Blow-Up memorably featured a club scene with the Yardbirds performing “Stroll On,” this minor element of a Michelangelo Antonioni script in which a photographer believes he’s accidentally captured a grisly crime on film. It was no small thing, however, for Joe Perry as both Jimmy Page and Jeff Beck shared guitar duties — and in a way Perry had never imagined before.

The scene occupies a promiment spot in Joe Perry’s new autobiography Rocks: My Life In and Out of Aerosmith, too. In some ways, it’s a foundation for all of the things that came later.

“When I saw The Yardbirds in the movie ‘Blow-Up’,” Perry says in a new interview with Technology Tells, “I talk about it in the book, I didn’t really know it then, but that was proto-Aerosmith: two guitar players who can pretty much play with that kind of energy and that kind of creativity coming from two different schools. There just weren’t any bands around like that. There were bands with two guitar players, three guitar players, but they never played with that kind of on-the-edge feeling.”

Four years later, Perry had co-founded Aerosmith with Tom Hamilton, Steven Tyler, Joey Kramer and Ray Tabano — the latter of whom was replaced a year in by guitarist Brad Whitford. Their band’s next-gen version on the Yardbirds’ legendary double-dose of axe-playing brilliance was complete.

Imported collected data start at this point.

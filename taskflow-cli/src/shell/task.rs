//! Menus 3, 4, 5 and 7: add, list, assign and complete tasks.

use std::io::{BufRead, Write};

use anyhow::Result;
use taskflow_core::{Entity, NewTask, ProjectId, TaskId, UserId};

use super::Shell;

impl<R: BufRead, W: Write> Shell<R, W> {
    pub(super) fn add_task_menu(&mut self) -> Result<()> {
        if self.registry.projects().is_empty() {
            return self.console.say("No projects. Create a project first.");
        }
        if self.registry.users().is_empty() {
            return self.console.say("No users registered. Add a user first.");
        }

        self.print_projects()?;
        let Some(project_id) = self.ask_id("Enter current project id: ", "Project", |reg, id| {
            reg.find_project_by_id(ProjectId(id)).map(|p| p.id())
        })?
        else {
            return Ok(());
        };

        let Some(title) = self.console.ask("Enter task title: ", |raw| {
            if raw.is_empty() {
                Err("Task title must not be empty.".to_string())
            } else {
                Ok(raw.to_owned())
            }
        })?
        else {
            return Ok(());
        };
        let Some(description) = self.console.ask_text("Enter task description: ")? else {
            return Ok(());
        };
        let Some(deadline) = self.console.ask_text("Enter deadline (optional): ")? else {
            return Ok(());
        };

        self.print_users()?;
        let Some(assignee) = self.ask_id(
            "Choose an assignee for the task by entering their id: ",
            "User",
            |reg, id| reg.find_user_by_id(UserId(id)).map(|u| u.id()),
        )?
        else {
            return Ok(());
        };

        let new = NewTask {
            title,
            description,
            assignee,
            deadline: Some(deadline),
        };
        if let Err(err) = self.registry.create_task_in_project(project_id, new) {
            return self.console.error(format!("ERROR: {err}"));
        }
        self.print_project_tasks(project_id)
    }

    pub(super) fn list_tasks_menu(&mut self) -> Result<()> {
        if self.registry.projects().is_empty() {
            return self.console.say("No projects. Create a project first.");
        }
        self.console.heading("List of current tasks in all projects:")?;
        let ids: Vec<ProjectId> = self.registry.projects().iter().map(|p| p.id()).collect();
        for id in ids {
            self.print_project_tasks(id)?;
        }
        Ok(())
    }

    pub(super) fn assign_task_menu(&mut self) -> Result<()> {
        if self.registry.projects().is_empty() {
            return self.console.say("No active projects. Create a project first.");
        }
        if self.registry.users().is_empty() {
            return self.console.say("No users registered. Add a user first.");
        }
        if self.registry.list_all_tasks().is_empty() {
            return self.console.say("No active tasks. Add a task first.");
        }

        let lines = self.all_task_lines();
        self.print_lines(lines, "")?;
        let Some((task_id, title)) = self.ask_id("Choose a task id: ", "Task", |reg, id| {
            reg.find_task_by_id(TaskId(id))
                .map(|t| (t.id(), t.title().to_owned()))
        })?
        else {
            return Ok(());
        };
        self.console
            .say(format!("Select a user for the {task_id}: {title} task."))?;

        self.print_users()?;
        let Some(user_id) = self.ask_id("Select a user for the task: ", "User", |reg, id| {
            reg.find_user_by_id(UserId(id)).map(|u| u.id())
        })?
        else {
            return Ok(());
        };

        if let Err(err) = self.registry.assign_task(task_id, user_id) {
            return self.console.error(format!("ERROR: Failed to set task assignee: {err}"));
        }
        self.print_updated_task(task_id)
    }

    pub(super) fn complete_task_menu(&mut self) -> Result<()> {
        if self.registry.list_all_tasks().is_empty() {
            return self.console.say("No active tasks. Add a task first.");
        }

        let lines = self.all_task_lines();
        self.print_lines(lines, "")?;
        let Some(task_id) = self.ask_id("Choose a task by id: ", "Task", |reg, id| {
            reg.find_task_by_id(TaskId(id)).map(|t| t.id())
        })?
        else {
            return Ok(());
        };

        if let Err(err) = self.registry.mark_task_complete(task_id) {
            return self.console.error(format!("ERROR: {err}"));
        }
        self.print_updated_task(task_id)
    }

    /// Every task line, project order then insertion order.
    fn all_task_lines(&self) -> Vec<String> {
        self.registry
            .list_all_tasks()
            .into_iter()
            .map(|t| self.registry.describe_task(t))
            .collect()
    }

    fn print_updated_task(&mut self, id: TaskId) -> Result<()> {
        let task = self.registry.find_task_by_id(id)?;
        let line = self.registry.describe_task(task);
        self.console.success("Updated task:")?;
        self.console.say(line)
    }
}
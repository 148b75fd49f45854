//! Menu 6: filter tasks by assignee or by status.

use std::io::{BufRead, Write};

use anyhow::Result;
use taskflow_core::{Entity, TaskStatus, UserId};

use super::Shell;

#[derive(Debug, Clone, Copy, PartialEq, Eq)]
enum FilterBy {
    User,
    Status,
}

/// Maps "1"/"2" onto the two entries of a numbered choice.
fn pick<T: Copy>(raw: &str, choices: [T; 2]) -> std::result::Result<T, String> {
    match raw.parse::<usize>() {
        Ok(n @ 1..=2) => Ok(choices[n - 1]),
        Ok(_) => Err("Invalid option".to_string()),
        Err(_) => Err("Option is not a number".to_string()),
    }
}

impl<R: BufRead, W: Write> Shell<R, W> {
    pub(super) fn filter_tasks_menu(&mut self) -> Result<()> {
        if self.registry.projects().is_empty() {
            return self.console.say("No active projects. Create a project first.");
        }

        self.console.say("Filter tasks:")?;
        self.console.say(" 1. By user")?;
        self.console.say(" 2. By status")?;
        let Some(by) = self.console.ask("Choose an option: ", |raw| {
            pick(raw, [FilterBy::User, FilterBy::Status])
        })?
        else {
            return Ok(());
        };

        match by {
            FilterBy::User => self.filter_by_user(),
            FilterBy::Status => self.filter_by_status(),
        }
    }

    fn filter_by_user(&mut self) -> Result<()> {
        if self.registry.users().is_empty() {
            return self.console.say("No users registered. Add a user first.");
        }
        self.print_users()?;
        let Some(user_id) = self.ask_id("Select a user: ", "User", |reg, id| {
            reg.find_user_by_id(UserId(id)).map(|u| u.id())
        })?
        else {
            return Ok(());
        };

        let lines: Vec<String> = self
            .registry
            .filter_tasks_by_assignee(user_id)
            .into_iter()
            .map(|t| self.registry.describe_task(t))
            .collect();
        self.print_lines(lines, "No matching tasks.")
    }

    fn filter_by_status(&mut self) -> Result<()> {
        for (n, status) in TaskStatus::ALL.iter().enumerate() {
            self.console.say(format!(" {}. {status}", n + 1))?;
        }
        let Some(status) = self
            .console
            .ask("Enter an option: ", |raw| pick(raw, TaskStatus::ALL))?
        else {
            return Ok(());
        };

        let lines: Vec<String> = self
            .registry
            .filter_tasks_by_status(status)
            .into_iter()
            .map(|t| self.registry.describe_task(t))
            .collect();
        self.print_lines(lines, "No matching tasks.")
    }
}

#[cfg(test)]
mod tests {
    use super::*;
    use crate::shell::tests::session;
    use taskflow_core::{NewTask, Registry};

    /// Launch: "a" (Ana, done), "b" (Bo); Ops: "c" (Ana).
    fn seeded() -> Registry {
        let mut reg = Registry::default();
        let launch = reg.create_project("Launch").id();
        let ops = reg.create_project("Ops").id();
        let ana = reg.create_user("Ana", "ana@x.com").expect("ana").id();
        let bo = reg.create_user("Bo", "bo@x.com").expect("bo").id();
        let a = reg
            .create_task_in_project(launch, NewTask::new("a", "", ana))
            .expect("a")
            .id();
        reg.create_task_in_project(launch, NewTask::new("b", "", bo))
            .expect("b");
        reg.create_task_in_project(ops, NewTask::new("c", "", ana))
            .expect("c");
        reg.mark_task_complete(a).expect("complete a");
        reg
    }

    #[test]
    fn pick_validates_choice() {
        assert_eq!(pick("1", [FilterBy::User, FilterBy::Status]), Ok(FilterBy::User));
        assert_eq!(pick("2", TaskStatus::ALL), Ok(TaskStatus::Done));
        assert_eq!(pick("3", TaskStatus::ALL), Err("Invalid option".to_string()));
        assert_eq!(pick("x", TaskStatus::ALL), Err("Option is not a number".to_string()));
    }

    #[test]
    fn filter_by_user_lists_across_projects() {
        let (_, out) = session(seeded(), "6\n1\n1\n8\n");
        assert!(out.contains("1: (Done) | Ana | a: "));
        assert!(out.contains("3: (In progress) | Ana | c: "));
        assert!(!out.contains("| Bo | b"));
    }

    #[test]
    fn filter_by_status_done() {
        let (_, out) = session(seeded(), "6\n2\n2\n8\n");
        assert!(out.contains("1: (Done) | Ana | a: "));
        assert!(!out.contains("| c: "));
        assert!(!out.contains("| b: "));
    }

    #[test]
    fn filter_by_status_without_matches() {
        let mut reg = Registry::default();
        let p = reg.create_project("Launch").id();
        let ana = reg.create_user("Ana", "ana@x.com").expect("ana").id();
        reg.create_task_in_project(p, NewTask::new("a", "", ana))
            .expect("a");
        let (_, out) = session(reg, "6\n2\n2\n8\n");
        assert!(out.contains("No matching tasks."));
    }

    #[test]
    fn filter_requires_projects() {
        let (_, out) = session(Registry::default(), "6\n8\n");
        assert!(out.contains("No active projects. Create a project first."));
    }
}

Is it any surprise that Aerosmith released a new take on “Train Kept A-Rollin'” in 1974, once again following in the footsteps of the Yardbirds, who’d covered the Tiny Bradshaw song in 1965?

“I looked at this one as a two-guitar band that isn’t afraid to let one guy cut loose and the other guy lay down the bed,” Perry adds, “or both of us play lead at the same time or whatever. But it always seems to work and there are very few times we’ll actually talk about what we’re going to play. I might just ask him [Whitford], ‘You playing a Strat on this song or what?’ We’re even past that at this point. It’s really an intuitive thing.”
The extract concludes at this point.